VII – El Papado de Aviñón y el Gran Cisma de Occidente

Después de que Clemente V muriera en 1314 —quien sabe si víctima realmente de la maldición lanzada por Jacques de Molay—, la cristiandad vio como la sede pontificia quedaba vacante durante el excesivamente largo periodo de dos años y tres meses. Las diferencias entre los dos bandos del colegio cardenalicio —formado por diecisiete franceses y tan sólo siete italianos— obligaron a posponer la celebración del cónclave durante todo ese tiempo hasta que finalmente, se celebró en la ciudad de Lyon.

De allí salió coronado —gracias a las intrigas del cardenal Orsini y los reyes de Nápoles y Francia— el cardenal Jaime Duesa, que adoptaría el nombre de Juan XXII y sería apodado con el sobrenombre de «El Banquero de Aviñón». Este Papa fue uno de los mayores exponentes de la simonía, ya que no dudó en poner precio a los distintos puestos eclesiásticos con tal de enriquecer las arcas pontificias. Tras su elección quiso regresar la corte pontificia a Roma, pero las presiones de sus cardenales le obligaron a permanecer en Aviñón.

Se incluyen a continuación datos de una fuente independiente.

//! Food Wheel Core
//!
//! Named food lists, a randomized spin over the active list, and AI
//! suggestions to fill a list, as an in-process library for a UI shell.
//!
//! Layered architecture:
//! - domain: entities, ids and errors
//! - repository: pure operations over the collection document
//! - store: key-value slots and the persisted document
//! - engine: spin state machine and wheel geometry
//! - gateway: suggestion services
//! - session: shell-facing state, events and persistence on change

use std::path::PathBuf;

pub mod config;
pub mod domain;
pub mod engine;
pub mod events;
pub mod gateway;
pub mod repository;
pub mod session;
pub mod store;

pub use config::Config;
pub use domain::{Collection, DomainError, DomainResult, FoodItem, FoodList, ItemId, ListId};
pub use engine::{SpinEngine, SpinPlan, SpinRejection, SpinRequest, SpinSettings};
pub use events::{EventReceiver, SessionEvent};
pub use gateway::SuggestionGateway;
pub use session::Session;

/// Name used for the log file
pub const APP_NAME: &str = "FoodWheel";

/// Install the rolling file logger under `config.log_dir`
pub fn init_logging(config: &Config) -> Result<PathBuf, rolling_logger::LoggerError> {
    let path = rolling_logger::init_logger(&config.log_dir, APP_NAME)?;
    let _ = rolling_logger::info(&format!("logging to {}", path.display()));
    Ok(path)
}
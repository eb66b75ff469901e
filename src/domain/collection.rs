//! Collection Document
//!
//! The ordered sequence of lists, persisted as a single JSON array.

use serde::{Deserialize, Serialize};

use super::entity::position_by_id;
use super::id::ListId;
use super::item::FoodItem;
use super::list::FoodList;

#[derive(Debug, Clone, Default, PartialEq, Eq, Serialize, Deserialize)]
#[serde(transparent)]
pub struct Collection {
    lists: Vec<FoodList>,
}

impl Collection {
    pub fn new(lists: Vec<FoodList>) -> Self {
        Self { lists }
    }

    /// The seed used when nothing has been stored yet
    pub fn defaults() -> Self {
        Self::new(vec![
            FoodList::seeded(
                "normal",
                "Lộn Xộn",
                vec![
                    FoodItem::with_icon("1", "Phở Bò", "ramen_dining"),
                    FoodItem::with_icon("2", "Cơm Thu", "rice_bowl"),
                    FoodItem::with_icon("3", "Bún Chả", "lunch_dining"),
                    FoodItem::with_icon("6", "Bánh Mì", "bakery_dining"),
                ],
            ),
            FoodList::seeded(
                "healthy",
                "Healthy/Ăn Kiêng",
                vec![
                    FoodItem::with_icon("4", "Gỏi Cuốn", "local_pizza"),
                    FoodItem::with_icon("5", "Salad", "nutrition"),
                ],
            ),
        ])
    }

    pub fn lists(&self) -> &[FoodList] {
        &self.lists
    }

    pub fn len(&self) -> usize {
        self.lists.len()
    }

    pub fn is_empty(&self) -> bool {
        self.lists.is_empty()
    }

    pub fn find(&self, id: &ListId) -> Option<&FoodList> {
        self.lists.iter().find(|list| &list.id == id)
    }

    pub fn contains(&self, id: &ListId) -> bool {
        self.find(id).is_some()
    }

    pub fn contains_list_id(&self, id: &str) -> bool {
        self.lists.iter().any(|list| list.id.as_str() == id)
    }

    pub fn first_id(&self) -> Option<&ListId> {
        self.lists.first().map(|list| &list.id)
    }

    pub(crate) fn position(&self, id: &ListId) -> Option<usize> {
        position_by_id(&self.lists, id)
    }

    pub(crate) fn lists_mut(&mut self) -> &mut Vec<FoodList> {
        &mut self.lists
    }
}

#[cfg(test)]
mod tests {
    use super::*;

    #[test]
    fn test_defaults_seed() {
        let seed = Collection::defaults();
        assert_eq!(seed.len(), 2);
        assert_eq!(seed.first_id(), Some(&ListId::new("normal")));

        let normal = seed.find(&ListId::new("normal")).unwrap();
        assert_eq!(normal.items.len(), 4);
        assert_eq!(normal.items[0].name, "Phở Bò");
        assert!(seed.lists().iter().all(|list| !list.is_deletable()));
    }

    #[test]
    fn test_document_is_plain_array() {
        let collection = Collection::new(vec![FoodList::new("a", "A")]);
        let json = serde_json::to_string(&collection).unwrap();
        assert_eq!(json, r#"[{"id":"a","name":"A","items":[]}]"#);

        let back: Collection = serde_json::from_str(&json).unwrap();
        assert_eq!(back, collection);
    }
}
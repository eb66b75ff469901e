//! Domain Layer - Core Entity Trait
//!
//! Every list and item carries an opaque id that is unique within its scope.

use serde::{Deserialize, Serialize};

/// Core trait for all domain entities
pub trait Entity: Sized + Send + Sync + Clone {
    /// The type of the entity's unique identifier
    type Id: Clone + Eq + std::hash::Hash + Send + Sync;

    /// Returns the entity's unique identifier
    fn id(&self) -> &Self::Id;
}

/// Index of the entity with the given id, if present
pub fn position_by_id<T: Entity>(entities: &[T], id: &T::Id) -> Option<usize> {
    entities.iter().position(|entity| entity.id() == id)
}

/// Common result type for domain operations
pub type DomainResult<T> = Result<T, DomainError>;

/// Domain-level errors
///
/// None of these are fatal: callers keep the prior state when an operation
/// fails, and gateway failures never leave the gateway.
#[derive(Debug, Clone, PartialEq, Eq, Serialize, Deserialize, thiserror::Error)]
pub enum DomainError {
    /// Empty or whitespace-only name
    #[error("Invalid input: {0}")]
    Validation(String),
    /// Stale list or item id
    #[error("Not found: {0}")]
    NotFound(String),
    /// A suggestion request for the same list is already outstanding
    #[error("Conflict: {0}")]
    Conflict(String),
    /// Credential, network or response failure inside a suggestion gateway
    #[error("Gateway error: {0}")]
    Gateway(String),
    /// Key-value slot I/O or document encoding failure
    #[error("Storage error: {0}")]
    Storage(String),
    /// Stored bytes that are not a readable document
    #[error("Corrupt data: {0}")]
    Corrupt(String),
    /// Unreadable configuration
    #[error("Config error: {0}")]
    Config(String),
}

#[cfg(test)]
mod tests {
    use super::*;

    #[test]
    fn test_error_display() {
        let err = DomainError::NotFound("list abc".to_string());
        assert_eq!(err.to_string(), "Not found: list abc");

        let err = DomainError::Validation("item name is empty".to_string());
        assert_eq!(err.to_string(), "Invalid input: item name is empty");
    }
}
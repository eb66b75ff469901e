//! Persistent Store
//!
//! Storage seam (`KeyValueSlot`) and the collection document on top of it.

mod document;
mod slot;

pub use document::{DocumentStore, LoadSource, Loaded, DEFAULT_STORAGE_KEY};
pub use slot::{FileSlot, KeyValueSlot, MemorySlot};
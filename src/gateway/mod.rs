//! Suggestion Gateway
//!
//! External collaborator producing candidate item names from a textual
//! context. Gateways never fail past this boundary: any credential, network
//! or response problem is logged and turned into an empty result. Returned
//! names are not validated here; `apply_suggestions` trims and skips blanks.

mod gemini;
mod http;

#[cfg(test)]
mod stub;

pub use gemini::{GeminiGateway, DEFAULT_GEMINI_BASE, DEFAULT_GEMINI_MODEL};
pub use http::HttpSuggestionGateway;

use async_trait::async_trait;
use tracing::warn;

use crate::domain::{DomainError, DomainResult};

/// Served instead of a network call when no credential is configured
pub const FALLBACK_SUGGESTIONS: [&str; 4] = ["Mì Gói", "Trứng Luộc", "Rau Luộc", "Cơm Chiên"];

#[async_trait]
pub trait SuggestionGateway: Send + Sync {
    /// Up to `count` candidate names for `context`. Empty on failure.
    async fn suggest(&self, context: &str, count: usize) -> Vec<String>;
}

pub fn fallback_suggestions() -> Vec<String> {
    FALLBACK_SUGGESTIONS.iter().map(|name| name.to_string()).collect()
}

/// Collapse a gateway result into the boundary contract
pub(crate) fn settle(result: DomainResult<Vec<String>>, context: &str, count: usize) -> Vec<String> {
    match result {
        Ok(mut names) => {
            names.truncate(count);
            names
        }
        Err(e) => {
            warn!(context, error = %e, "suggestion request failed");
            Vec::new()
        }
    }
}

/// Body must be a JSON array of strings
pub(crate) fn parse_names(body: &str) -> DomainResult<Vec<String>> {
    serde_json::from_str::<Vec<String>>(body)
        .map_err(|e| DomainError::Gateway(format!("malformed suggestion list: {}", e)))
}

/// Empty or missing credentials count as absent
pub(crate) fn credential(api_key: &Option<String>) -> Option<&str> {
    api_key.as_deref().map(str::trim).filter(|key| !key.is_empty())
}

/// Fixed names, for offline shells and tests
#[derive(Debug, Clone, Default)]
pub struct StaticGateway {
    names: Vec<String>,
}

impl StaticGateway {
    pub fn new<S: Into<String>>(names: impl IntoIterator<Item = S>) -> Self {
        Self {
            names: names.into_iter().map(Into::into).collect(),
        }
    }
}

#[async_trait]
impl SuggestionGateway for StaticGateway {
    async fn suggest(&self, _context: &str, count: usize) -> Vec<String> {
        self.names.iter().take(count).cloned().collect()
    }
}

#[cfg(test)]
mod tests {
    use super::*;

    #[test]
    fn test_parse_names() {
        assert_eq!(
            parse_names(r#"["Bánh Xèo", "Hủ Tiếu"]"#).unwrap(),
            vec!["Bánh Xèo".to_string(), "Hủ Tiếu".to_string()]
        );
        assert!(matches!(parse_names(r#"{"names": []}"#), Err(DomainError::Gateway(_))));
        assert!(parse_names(r#"[1, 2]"#).is_err());
    }

    #[test]
    fn test_settle_truncates_and_swallows_errors() {
        let names = settle(Ok(vec!["a".into(), "b".into(), "c".into()]), "ctx", 2);
        assert_eq!(names, vec!["a".to_string(), "b".to_string()]);

        let names = settle(Err(DomainError::Gateway("boom".into())), "ctx", 5);
        assert!(names.is_empty());
    }

    #[test]
    fn test_blank_credential_is_absent() {
        assert_eq!(credential(&None), None);
        assert_eq!(credential(&Some("  ".into())), None);
        assert_eq!(credential(&Some("k".into())), Some("k"));
    }

    #[tokio::test]
    async fn test_static_gateway_respects_count() {
        let gateway = StaticGateway::new(["Phở", "Bún", "Cơm"]);
        assert_eq!(gateway.suggest("any", 2).await, vec!["Phở".to_string(), "Bún".to_string()]);
        assert_eq!(fallback_suggestions().len(), 4);
    }
}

Ese gesto sería repetido por sus sucesores, Benedicto XII —a quien le persiguió hasta la tumba su fama de borracho empedernido—, Clemente VI —un fornicador y derrochador incansable [61]—, Inocencio VI y Urbano V.

Durante más de setenta años —desde que Clemente V trasladara la sede a la localidad francesa— los papas y su corte estuvieron radicados en Francia. Aquella negligente decisión causaría tremendos quebraderos de cabeza a la propia Iglesia y a buena parte de Europa.